> Directions for this task
Copies of all lines containing the string "table" are needed from the data below.

Stored items
//! Core data types: query keys, canonical records, and the run dataset.

use std::collections::BTreeMap;
use std::fmt;
use std::str::FromStr;

use chrono::{DateTime, NaiveDate, Utc};
use serde::{Deserialize, Serialize};
use uuid::Uuid;

use crate::error::AcquireError;

/// Region value substituted for aggregate ("total") rows.
pub const AGGREGATE_REGION: &str = "全國";

/// Canonical field names shared by every response encoding.
pub mod fields {
    pub const REGION: &str = "region";
    pub const REGISTRATION_UNITS: &str = "registration_units";
    pub const REGISTERED: &str = "registered";
    pub const REMOVED: &str = "removed";
    pub const TRANSFERRED: &str = "transferred";
    pub const CHANGED: &str = "changed";
    pub const STERILIZED: &str = "sterilized";
    pub const STERILIZED_REMOVED: &str = "sterilized_removed";
    pub const STERILIZATION_RATE: &str = "sterilization_rate";
    pub const EXEMPTED: &str = "exempted";

    /// Every canonical name, in display order.
    pub const ALL: [&str; 10] = [
        REGION,
        REGISTRATION_UNITS,
        REGISTERED,
        REMOVED,
        TRANSFERRED,
        CHANGED,
        STERILIZED,
        STERILIZED_REMOVED,
        STERILIZATION_RATE,
        EXEMPTED,
    ];
}

/// A raw field-keyed record as produced by the decoder.
pub type RawRecord = BTreeMap<String, String>;

/// Animal category accepted by the source.
#[derive(Debug, Clone, Copy, PartialEq, Eq, Hash, PartialOrd, Ord, Serialize, Deserialize)]
#[serde(rename_all = "lowercase")]
pub enum Category {
    Dog,
    Cat,
}

impl Category {
    /// Declared order of all categories.
    pub const ALL: [Category; 2] = [Category::Dog, Category::Cat];

    /// Canonical lowercase name.
    pub fn as_str(&self) -> &'static str {
        match self {
            Category::Dog => "dog",
            Category::Cat => "cat",
        }
    }

    /// Value the source expects in its animal selector.
    pub fn source_code(&self) -> &'static str {
        match self {
            Category::Dog => "0",
            Category::Cat => "1",
        }
    }

    /// Label the source uses in its own pages.
    pub fn label(&self) -> &'static str {
        match self {
            Category::Dog => "狗",
            Category::Cat => "貓",
        }
    }
}

impl fmt::Display for Category {
    fn fmt(&self, f: &mut fmt::Formatter<'_>) -> fmt::Result {
        f.write_str(self.as_str())
    }
}

impl FromStr for Category {
    type Err = AcquireError;

    fn from_str(s: &str) -> Result<Self, Self::Err> {
        match s.trim().to_ascii_lowercase().as_str() {
            "dog" | "dogs" | "0" | "狗" => Ok(Category::Dog),
            "cat" | "cats" | "1" | "貓" => Ok(Category::Cat),
            other => Err(AcquireError::Config(format!(
                "unknown category '{other}' (expected dog or cat)"
            ))),
        }
    }
}

/// One unit of acquisition work: a date range and a category.
#[derive(Debug, Clone, Copy, PartialEq, Eq, Hash)]
pub struct QueryKey {
    pub period_start: NaiveDate,
    pub period_end: NaiveDate,
    pub category: Category,
}

impl QueryKey {
    /// Key covering the whole calendar year.
    ///
    /// Years outside chrono's range collapse to the minimum date; the
    /// dispatcher never produces such years from a validated config.
    pub fn for_year(year: i32, category: Category) -> Self {
        let period_start = NaiveDate::from_ymd_opt(year, 1, 1).unwrap_or(NaiveDate::MIN);
        let period_end = NaiveDate::from_ymd_opt(year, 12, 31).unwrap_or(NaiveDate::MIN);
        Self {
            period_start,
            period_end,
            category,
        }
    }

    /// Period label stamped on records (the start year).
    pub fn period_label(&self) -> String {
        self.period_start.format("%Y").to_string()
    }

    /// Start date in the source's `yyyy/MM/dd` format.
    pub fn start_param(&self) -> String {
        self.period_start.format("%Y/%m/%d").to_string()
    }

    /// End date in the source's `yyyy/MM/dd` format.
    pub fn end_param(&self) -> String {
        self.period_end.format("%Y/%m/%d").to_string()
    }
}

impl fmt::Display for QueryKey {
    fn fmt(&self, f: &mut fmt::Formatter<'_>) -> fmt::Result {
        write!(
            f,
            "{}-{}/{}",
            self.start_param(),
            self.end_param(),
            self.category
        )
    }
}

/// A normalized observation for one region, period and category.
///
/// Records are never mutated once appended to a dataset.
#[derive(Debug, Clone, PartialEq, Serialize)]
pub struct CanonicalRecord {
    pub period: String,
    pub period_start: String,
    pub period_end: String,
    pub category: Category,
    /// True when the record was fabricated by the fallback synthesizer.
    pub synthetic: bool,
    #[serde(flatten)]
    pub fields: BTreeMap<String, String>,
}

impl CanonicalRecord {
    /// Region identifier. Always present for records built by the decoder.
    pub fn region(&self) -> &str {
        self.fields
            .get(fields::REGION)
            .map(String::as_str)
            .unwrap_or(AGGREGATE_REGION)
    }

    pub fn get(&self, name: &str) -> Option<&str> {
        self.fields.get(name).map(String::as_str)
    }

    /// Parse a field as a number, tolerating thousands separators and `%`.
    pub fn number(&self, name: &str) -> Option<f64> {
        self.get(name).and_then(parse_number)
    }

    pub fn is_aggregate(&self) -> bool {
        self.region() == AGGREGATE_REGION
    }
}

/// Parse a source-formatted number (`"1,234"`, `" 56.7 % "`).
pub fn parse_number(raw: &str) -> Option<f64> {
    let cleaned: String = raw
        .trim()
        .trim_end_matches('%')
        .chars()
        .filter(|c| *c != ',' && !c.is_whitespace())
        .collect();
    if cleaned.is_empty() {
        return None;
    }
    cleaned.parse::<f64>().ok().filter(|v| v.is_finite())
}

/// The result of one run: records plus provenance metadata.
///
/// Serializes to the canonical dictionary form consumed by formatters.
#[derive(Debug, Clone, Serialize)]
pub struct Dataset {
    last_updated: DateTime<Utc>,
    source_url: String,
    run_id: Uuid,
    error: Option<String>,
    synthetic: bool,
    #[serde(rename = "items")]
    records: Vec<CanonicalRecord>,
}

impl Dataset {
    pub(crate) fn new(
        source_url: String,
        run_id: Uuid,
        records: Vec<CanonicalRecord>,
        error: Option<String>,
        synthetic: bool,
    ) -> Self {
        Self {
            last_updated: Utc::now(),
            source_url,
            run_id,
            error,
            synthetic,
            records,
        }
    }

    pub fn records(&self) -> &[CanonicalRecord] {
        &self.records
    }

    pub fn len(&self) -> usize {
        self.records.len()
    }

    pub fn is_empty(&self) -> bool {
        self.records.is_empty()
    }

    pub fn source_url(&self) -> &str {
        &self.source_url
    }

    pub fn run_id(&self) -> Uuid {
        self.run_id
    }

    pub fn last_updated(&self) -> DateTime<Utc> {
        self.last_updated
    }

    pub fn error(&self) -> Option<&str> {
        self.error.as_deref()
    }

    /// True when the dataset was produced by fallback synthesis.
    pub fn is_synthetic(&self) -> bool {
        self.synthetic
    }

    /// Copy of this dataset carrying a run-level error.
    pub(crate) fn with_error(mut self, error: Option<String>) -> Self {
        if error.is_some() {
            self.error = error;
        }
        self
    }

    /// Canonical dictionary form as a JSON value.
    pub fn to_value(&self) -> serde_json::Value {
        serde_json::to_value(self).unwrap_or(serde_json::Value::Null)
    }
}

/// Owns the growing record list for a run. Append-only.
#[derive(Debug)]
pub struct Aggregator {
    source_url: String,
    run_id: Uuid,
    records: Vec<CanonicalRecord>,
    error: Option<String>,
}

impl Aggregator {
    pub fn new(source_url: impl Into<String>, run_id: Uuid) -> Self {
        Self {
            source_url: source_url.into(),
            run_id,
            records: Vec::new(),
            error: None,
        }
    }

    pub fn append(&mut self, records: Vec<CanonicalRecord>) {
        self.records.extend(records);
    }

    pub fn record_error(&mut self, error: impl Into<String>) {
        self.error = Some(error.into());
    }

    pub fn len(&self) -> usize {
        self.records.len()
    }

    pub fn is_empty(&self) -> bool {
        self.records.is_empty()
    }

    pub fn finish(self) -> Dataset {
        Dataset::new(self.source_url, self.run_id, self.records, self.error, false)
    }
}
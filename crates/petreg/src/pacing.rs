//! Delays: the sleep seam and randomized pacing.

use std::sync::Mutex;
use std::time::Duration;

use async_trait::async_trait;
use rand::rngs::StdRng;
use rand::{Rng, SeedableRng};

use crate::config::DelayBounds;

/// Blocking delay on the single execution path.
#[async_trait]
pub trait Sleeper: Send + Sync {
    async fn sleep(&self, duration: Duration);
}

/// Real wall-clock sleeper.
#[derive(Debug, Clone, Copy, Default)]
pub struct TokioSleeper;

#[async_trait]
impl Sleeper for TokioSleeper {
    async fn sleep(&self, duration: Duration) {
        if !duration.is_zero() {
            tokio::time::sleep(duration).await;
        }
    }
}

/// Records requested delays and returns immediately.
#[derive(Debug, Default)]
pub struct RecordingSleeper {
    slept: Mutex<Vec<Duration>>,
}

impl RecordingSleeper {
    pub fn new() -> Self {
        Self::default()
    }

    /// Every delay requested so far, in order.
    pub fn slept(&self) -> Vec<Duration> {
        self.slept
            .lock()
            .map(|s| s.clone())
            .unwrap_or_else(|poisoned| poisoned.into_inner().clone())
    }

    pub fn total(&self) -> Duration {
        self.slept().iter().sum()
    }
}

#[async_trait]
impl Sleeper for RecordingSleeper {
    async fn sleep(&self, duration: Duration) {
        let mut slept = self
            .slept
            .lock()
            .unwrap_or_else(|poisoned| poisoned.into_inner());
        slept.push(duration);
    }
}

/// Draws uniformly random delays within configured bounds.
#[derive(Debug)]
pub struct Pacer {
    rng: StdRng,
}

impl Pacer {
    /// Seeded pacers are reproducible; unseeded ones draw from entropy.
    pub fn new(seed: Option<u64>) -> Self {
        let rng = match seed {
            Some(seed) => StdRng::seed_from_u64(seed),
            None => StdRng::from_entropy(),
        };
        Self { rng }
    }

    pub fn next_delay(&mut self, bounds: &DelayBounds) -> Duration {
        if bounds.min_ms >= bounds.max_ms {
            return bounds.min();
        }
        Duration::from_millis(self.rng.gen_range(bounds.min_ms..=bounds.max_ms))
    }

    /// Uniform index below `len`. `None` for an empty range.
    pub fn pick(&mut self, len: usize) -> Option<usize> {
        (len > 0).then(|| self.rng.gen_range(0..len))
    }
}
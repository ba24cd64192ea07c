//! Bounded retries for a single query key.
//!
//! Failure handling is a lookup in a [`RetryPolicy`] table keyed by
//! [`FailureClass`]. The controller only evaluates the table; it holds no
//! per-class logic of its own.

use std::collections::HashMap;
use std::sync::Arc;
use std::time::Duration;

use crate::config::{RetrySettings, SourceConfig};
use crate::decoder::{RawResponse, ResponseDecoder};
use crate::error::{AcquireError, AcquireResult, FailureClass};
use crate::events::{EventSink, HarvestEvent, RefreshReason};
use crate::normalizer::normalize;
use crate::pacing::Sleeper;
use crate::query;
use crate::session::SessionManager;
use crate::transport::SourceTransport;
use crate::types::{CanonicalRecord, QueryKey};

/// Delay formula applied after a failed attempt.
#[derive(Debug, Clone, Copy, PartialEq, Eq)]
pub enum Backoff {
    /// `base`
    Fixed,
    /// `base × attempt`
    Linear,
    /// `base × 2 × attempt`
    Steep,
}

impl Backoff {
    /// Delay after failed attempt number `attempt` (1-based).
    pub fn delay(&self, base: Duration, attempt: u32) -> Duration {
        match self {
            Backoff::Fixed => base,
            Backoff::Linear => base.saturating_mul(attempt),
            Backoff::Steep => base.saturating_mul(attempt.saturating_mul(2)),
        }
    }
}

/// What to do about one failure class.
#[derive(Debug, Clone, Copy, PartialEq, Eq)]
pub struct PolicyAction {
    pub backoff: Backoff,
    pub invalidate_session: bool,
    pub refresh_session: bool,
    /// False stops retrying the key immediately.
    pub retry: bool,
}

impl PolicyAction {
    pub const fn backoff(backoff: Backoff) -> Self {
        Self {
            backoff,
            invalidate_session: false,
            refresh_session: false,
            retry: true,
        }
    }

    pub const fn rebuild_session(mut self) -> Self {
        self.invalidate_session = true;
        self.refresh_session = true;
        self
    }
}

/// Failure class → action table, plus the attempt bound.
#[derive(Debug, Clone)]
pub struct RetryPolicy {
    max_attempts: u32,
    base_delay: Duration,
    rules: HashMap<FailureClass, PolicyAction>,
}

impl RetryPolicy {
    pub fn new(max_attempts: u32, base_delay: Duration) -> Self {
        let rules = HashMap::from([
            (FailureClass::EmptyPayload, PolicyAction::backoff(Backoff::Fixed)),
            (
                FailureClass::AuthFailure,
                PolicyAction::backoff(Backoff::Linear).rebuild_session(),
            ),
            (FailureClass::RateLimited, PolicyAction::backoff(Backoff::Steep)),
            (FailureClass::Transport, PolicyAction::backoff(Backoff::Fixed)),
            (FailureClass::Undecodable, PolicyAction::backoff(Backoff::Fixed)),
        ]);
        Self {
            max_attempts: max_attempts.max(1),
            base_delay,
            rules,
        }
    }

    pub fn from_settings(settings: &RetrySettings) -> Self {
        Self::new(
            settings.max_attempts,
            Duration::from_millis(settings.base_delay_ms),
        )
    }

    /// Replace the action for one class.
    pub fn with_rule(mut self, class: FailureClass, action: PolicyAction) -> Self {
        self.rules.insert(class, action);
        self
    }

    pub fn max_attempts(&self) -> u32 {
        self.max_attempts
    }

    pub fn base_delay(&self) -> Duration {
        self.base_delay
    }

    pub fn action(&self, class: FailureClass) -> PolicyAction {
        self.rules
            .get(&class)
            .copied()
            .unwrap_or(PolicyAction::backoff(Backoff::Fixed))
    }

    pub fn delay_for(&self, class: FailureClass, attempt: u32) -> Duration {
        self.action(class).backoff.delay(self.base_delay, attempt)
    }
}

/// Executes one query key with bounded retries.
pub struct RetryController {
    source: SourceConfig,
    decoder: ResponseDecoder,
    policy: RetryPolicy,
    sleeper: Arc<dyn Sleeper>,
    sink: Arc<dyn EventSink>,
}

impl RetryController {
    pub fn new(
        source: SourceConfig,
        decoder: ResponseDecoder,
        policy: RetryPolicy,
        sleeper: Arc<dyn Sleeper>,
        sink: Arc<dyn EventSink>,
    ) -> Self {
        Self {
            source,
            decoder,
            policy,
            sleeper,
            sink,
        }
    }

    pub fn policy(&self) -> &RetryPolicy {
        &self.policy
    }

    /// Run `key` to completion.
    ///
    /// Returns the decoded records, or an empty list once attempts are
    /// exhausted. Never fails.
    pub async fn execute<T: SourceTransport + ?Sized>(
        &self,
        key: &QueryKey,
        sessions: &mut SessionManager<T>,
    ) -> Vec<CanonicalRecord> {
        let max_attempts = self.policy.max_attempts();
        let mut attempts = 0;

        while attempts < max_attempts {
            attempts += 1;
            let err = match self.attempt(key, sessions).await {
                Ok(records) => {
                    self.sink.emit(&HarvestEvent::KeyCompleted {
                        key: key.to_string(),
                        records: records.len(),
                        attempts,
                    });
                    return records;
                }
                Err(err) => err,
            };

            let class = err.classify();
            let action = self.policy.action(class);
            let last = attempts == max_attempts || !action.retry;
            let delay = if last {
                Duration::ZERO
            } else {
                action.backoff.delay(self.policy.base_delay(), attempts)
            };

            self.sink.emit(&HarvestEvent::AttemptFailed {
                key: key.to_string(),
                attempt: attempts,
                class,
                delay_ms: delay.as_millis() as u64,
                error: err.to_string(),
            });

            if action.invalidate_session {
                sessions.invalidate();
            }
            if last {
                break;
            }

            self.sleeper.sleep(delay).await;

            if action.refresh_session {
                let ok = sessions.refresh().await;
                self.sink.emit(&HarvestEvent::SessionRefreshed {
                    reason: RefreshReason::AuthFailure,
                    ok,
                });
            }
        }

        let exhausted = AcquireError::ExhaustedRetries {
            key: key.to_string(),
            attempts,
        };
        tracing::debug!("{exhausted}");
        self.sink.emit(&HarvestEvent::KeyAbandoned {
            key: key.to_string(),
            attempts,
        });
        Vec::new()
    }

    /// One request/decode round trip.
    async fn attempt<T: SourceTransport + ?Sized>(
        &self,
        key: &QueryKey,
        sessions: &mut SessionManager<T>,
    ) -> AcquireResult<Vec<CanonicalRecord>> {
        let transport = Arc::clone(sessions.transport());
        let resp = {
            let session = sessions.ensure().await?;
            query::send_query(transport.as_ref(), &self.source, session, key).await?
        };
        sessions.absorb(&resp);

        let raw = RawResponse::sniff(&resp.body)?;
        let records = self.decoder.decode(&raw)?;
        tracing::debug!(%key, records = records.len(), "decoded response");
        Ok(records.into_iter().map(|r| normalize(r, key)).collect())
    }
}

> Final answer
//! Failure handling is a lookup in a [`RetryPolicy`] table keyed by
//! [`FailureClass`]. The controller only evaluates the table; it holds no
/// Failure class → action table, plus the attempt bound.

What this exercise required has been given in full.